**Saved data entries:**
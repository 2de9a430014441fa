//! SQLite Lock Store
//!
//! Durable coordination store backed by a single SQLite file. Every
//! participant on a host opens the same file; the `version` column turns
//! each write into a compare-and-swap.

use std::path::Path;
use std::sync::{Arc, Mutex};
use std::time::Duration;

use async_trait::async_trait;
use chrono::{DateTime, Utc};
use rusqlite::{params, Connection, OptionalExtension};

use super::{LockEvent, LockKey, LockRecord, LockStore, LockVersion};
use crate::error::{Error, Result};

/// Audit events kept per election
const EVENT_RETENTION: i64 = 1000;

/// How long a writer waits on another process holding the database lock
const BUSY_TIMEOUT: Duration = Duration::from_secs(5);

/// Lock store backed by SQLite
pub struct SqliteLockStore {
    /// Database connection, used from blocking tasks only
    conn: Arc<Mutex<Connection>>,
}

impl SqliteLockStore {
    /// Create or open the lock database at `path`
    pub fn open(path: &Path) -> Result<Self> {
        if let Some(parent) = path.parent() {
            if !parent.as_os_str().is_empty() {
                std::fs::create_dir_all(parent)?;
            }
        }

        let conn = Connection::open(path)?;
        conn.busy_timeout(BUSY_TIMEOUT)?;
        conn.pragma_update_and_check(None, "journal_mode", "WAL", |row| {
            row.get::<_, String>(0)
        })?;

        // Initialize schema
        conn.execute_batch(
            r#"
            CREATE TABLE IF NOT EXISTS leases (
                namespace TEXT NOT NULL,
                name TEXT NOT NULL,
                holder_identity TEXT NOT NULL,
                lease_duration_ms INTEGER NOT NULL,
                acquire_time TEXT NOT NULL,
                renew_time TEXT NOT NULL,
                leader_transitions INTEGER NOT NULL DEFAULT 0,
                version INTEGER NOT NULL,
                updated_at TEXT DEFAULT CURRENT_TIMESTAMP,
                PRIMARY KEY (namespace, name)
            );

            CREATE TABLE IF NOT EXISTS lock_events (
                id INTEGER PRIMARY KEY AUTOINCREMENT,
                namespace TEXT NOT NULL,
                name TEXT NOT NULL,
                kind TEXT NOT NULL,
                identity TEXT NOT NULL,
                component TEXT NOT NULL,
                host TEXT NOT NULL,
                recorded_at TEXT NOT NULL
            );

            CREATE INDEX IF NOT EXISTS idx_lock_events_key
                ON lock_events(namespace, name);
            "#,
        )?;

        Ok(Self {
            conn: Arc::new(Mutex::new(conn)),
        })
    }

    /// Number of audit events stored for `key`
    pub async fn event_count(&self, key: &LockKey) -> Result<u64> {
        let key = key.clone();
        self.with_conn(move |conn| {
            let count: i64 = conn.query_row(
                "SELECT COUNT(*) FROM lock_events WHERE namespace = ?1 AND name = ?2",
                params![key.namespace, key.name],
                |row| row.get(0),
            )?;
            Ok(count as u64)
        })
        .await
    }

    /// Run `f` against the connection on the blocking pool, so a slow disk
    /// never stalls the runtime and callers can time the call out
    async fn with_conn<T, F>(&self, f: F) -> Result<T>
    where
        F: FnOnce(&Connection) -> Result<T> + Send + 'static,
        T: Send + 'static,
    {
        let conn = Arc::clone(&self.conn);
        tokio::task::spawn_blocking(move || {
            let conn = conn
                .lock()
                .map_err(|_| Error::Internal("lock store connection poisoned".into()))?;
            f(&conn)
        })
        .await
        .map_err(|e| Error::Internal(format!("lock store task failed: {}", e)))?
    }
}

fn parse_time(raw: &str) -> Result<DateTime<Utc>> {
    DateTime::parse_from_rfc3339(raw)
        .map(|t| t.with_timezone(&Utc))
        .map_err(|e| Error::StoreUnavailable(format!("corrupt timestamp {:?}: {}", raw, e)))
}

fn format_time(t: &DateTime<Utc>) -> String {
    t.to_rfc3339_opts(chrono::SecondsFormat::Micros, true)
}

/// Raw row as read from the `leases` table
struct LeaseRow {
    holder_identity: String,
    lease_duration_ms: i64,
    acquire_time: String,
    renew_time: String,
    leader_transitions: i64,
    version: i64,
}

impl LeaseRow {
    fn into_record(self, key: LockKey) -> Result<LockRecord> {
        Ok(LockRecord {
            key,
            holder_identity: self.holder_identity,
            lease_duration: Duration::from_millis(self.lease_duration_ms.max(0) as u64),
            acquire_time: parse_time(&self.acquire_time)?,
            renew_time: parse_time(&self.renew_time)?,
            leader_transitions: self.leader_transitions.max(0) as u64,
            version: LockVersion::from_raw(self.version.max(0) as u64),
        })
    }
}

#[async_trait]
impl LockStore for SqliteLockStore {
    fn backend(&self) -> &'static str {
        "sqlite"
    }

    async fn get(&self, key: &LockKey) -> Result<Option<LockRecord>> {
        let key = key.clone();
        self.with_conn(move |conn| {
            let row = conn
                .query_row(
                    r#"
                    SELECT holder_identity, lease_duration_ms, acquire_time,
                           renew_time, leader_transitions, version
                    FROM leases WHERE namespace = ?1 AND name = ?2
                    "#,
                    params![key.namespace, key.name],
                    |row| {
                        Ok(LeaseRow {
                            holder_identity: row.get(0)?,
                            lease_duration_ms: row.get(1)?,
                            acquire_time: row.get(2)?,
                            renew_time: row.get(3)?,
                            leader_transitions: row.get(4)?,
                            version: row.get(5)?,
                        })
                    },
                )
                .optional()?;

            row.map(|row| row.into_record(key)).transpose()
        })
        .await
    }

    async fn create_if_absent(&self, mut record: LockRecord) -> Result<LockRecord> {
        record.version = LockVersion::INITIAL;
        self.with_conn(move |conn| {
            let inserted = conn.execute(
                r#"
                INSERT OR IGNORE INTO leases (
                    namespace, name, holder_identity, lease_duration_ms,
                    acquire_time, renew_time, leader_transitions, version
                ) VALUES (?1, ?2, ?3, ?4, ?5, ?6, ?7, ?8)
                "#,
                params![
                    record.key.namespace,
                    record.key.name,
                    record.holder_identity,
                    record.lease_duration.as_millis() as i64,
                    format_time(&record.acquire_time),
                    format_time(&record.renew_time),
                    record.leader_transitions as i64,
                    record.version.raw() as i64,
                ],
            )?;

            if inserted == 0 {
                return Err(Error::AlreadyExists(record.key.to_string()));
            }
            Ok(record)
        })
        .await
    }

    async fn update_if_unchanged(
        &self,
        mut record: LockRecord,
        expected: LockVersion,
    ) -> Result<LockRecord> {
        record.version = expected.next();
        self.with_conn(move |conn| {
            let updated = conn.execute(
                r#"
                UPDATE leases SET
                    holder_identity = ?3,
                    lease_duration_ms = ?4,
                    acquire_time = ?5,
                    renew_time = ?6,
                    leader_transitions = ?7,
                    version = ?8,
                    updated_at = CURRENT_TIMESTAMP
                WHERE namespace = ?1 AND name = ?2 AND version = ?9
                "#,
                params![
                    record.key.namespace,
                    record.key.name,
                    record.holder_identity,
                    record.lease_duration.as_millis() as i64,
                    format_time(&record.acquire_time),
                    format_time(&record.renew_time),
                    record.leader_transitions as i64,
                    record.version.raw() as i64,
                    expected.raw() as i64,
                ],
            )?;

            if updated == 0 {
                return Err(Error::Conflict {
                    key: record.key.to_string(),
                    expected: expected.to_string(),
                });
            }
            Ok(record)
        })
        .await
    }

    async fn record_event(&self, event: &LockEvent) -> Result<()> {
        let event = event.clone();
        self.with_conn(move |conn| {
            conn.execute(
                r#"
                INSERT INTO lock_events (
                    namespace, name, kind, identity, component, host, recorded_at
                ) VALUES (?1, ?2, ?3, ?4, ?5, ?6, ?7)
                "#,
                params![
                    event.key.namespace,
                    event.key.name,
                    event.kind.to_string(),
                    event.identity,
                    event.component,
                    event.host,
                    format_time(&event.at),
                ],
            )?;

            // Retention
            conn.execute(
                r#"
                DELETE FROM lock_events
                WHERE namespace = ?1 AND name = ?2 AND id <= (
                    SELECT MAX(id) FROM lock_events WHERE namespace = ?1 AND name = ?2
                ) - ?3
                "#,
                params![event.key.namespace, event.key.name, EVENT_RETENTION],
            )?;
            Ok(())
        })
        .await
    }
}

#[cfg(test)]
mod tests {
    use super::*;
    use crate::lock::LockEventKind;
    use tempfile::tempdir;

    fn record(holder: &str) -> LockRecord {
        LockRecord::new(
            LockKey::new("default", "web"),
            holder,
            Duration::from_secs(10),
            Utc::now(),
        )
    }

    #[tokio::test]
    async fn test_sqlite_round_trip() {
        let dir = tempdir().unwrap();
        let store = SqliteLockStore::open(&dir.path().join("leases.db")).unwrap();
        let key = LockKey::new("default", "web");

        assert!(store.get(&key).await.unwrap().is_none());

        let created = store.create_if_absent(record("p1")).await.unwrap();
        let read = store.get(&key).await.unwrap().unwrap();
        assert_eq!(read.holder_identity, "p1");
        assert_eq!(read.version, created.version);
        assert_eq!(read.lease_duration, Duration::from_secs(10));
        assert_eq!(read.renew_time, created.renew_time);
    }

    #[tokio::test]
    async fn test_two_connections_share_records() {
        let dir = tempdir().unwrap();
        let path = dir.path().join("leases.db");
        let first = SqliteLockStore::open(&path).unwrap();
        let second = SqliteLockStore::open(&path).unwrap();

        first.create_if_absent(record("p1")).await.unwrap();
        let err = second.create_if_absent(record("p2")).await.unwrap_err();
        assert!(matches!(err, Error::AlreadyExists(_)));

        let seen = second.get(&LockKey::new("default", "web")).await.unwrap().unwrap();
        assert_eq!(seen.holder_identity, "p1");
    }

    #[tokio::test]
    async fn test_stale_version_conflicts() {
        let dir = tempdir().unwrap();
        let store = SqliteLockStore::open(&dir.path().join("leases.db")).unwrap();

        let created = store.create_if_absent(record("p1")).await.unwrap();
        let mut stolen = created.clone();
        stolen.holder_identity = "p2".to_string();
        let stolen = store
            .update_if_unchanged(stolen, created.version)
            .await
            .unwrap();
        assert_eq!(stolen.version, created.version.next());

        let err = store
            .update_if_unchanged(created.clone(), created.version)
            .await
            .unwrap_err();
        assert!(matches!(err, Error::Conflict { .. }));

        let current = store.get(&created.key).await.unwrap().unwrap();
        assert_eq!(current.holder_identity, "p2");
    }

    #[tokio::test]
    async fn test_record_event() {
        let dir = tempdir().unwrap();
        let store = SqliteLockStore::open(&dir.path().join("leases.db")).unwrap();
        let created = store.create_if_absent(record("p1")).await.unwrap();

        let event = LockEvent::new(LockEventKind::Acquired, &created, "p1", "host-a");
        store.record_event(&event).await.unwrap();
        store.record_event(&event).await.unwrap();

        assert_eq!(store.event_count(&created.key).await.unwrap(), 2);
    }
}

**Your objective:** Copy the lines of the data above exactly as written, beginning with the line containing "into a compare-and-swap." and ending with the line containing "backed by SQLite", and leave out all other lines.

**Answer box:**
//! each write into a compare-and-swap.

use std::path::Path;
use std::sync::{Arc, Mutex};
use std::time::Duration;

use async_trait::async_trait;
use chrono::{DateTime, Utc};
use rusqlite::{params, Connection, OptionalExtension};

use super::{LockEvent, LockKey, LockRecord, LockStore, LockVersion};
use crate::error::{Error, Result};

/// Audit events kept per election
const EVENT_RETENTION: i64 = 1000;

/// How long a writer waits on another process holding the database lock
const BUSY_TIMEOUT: Duration = Duration::from_secs(5);

/// Lock store backed by SQLite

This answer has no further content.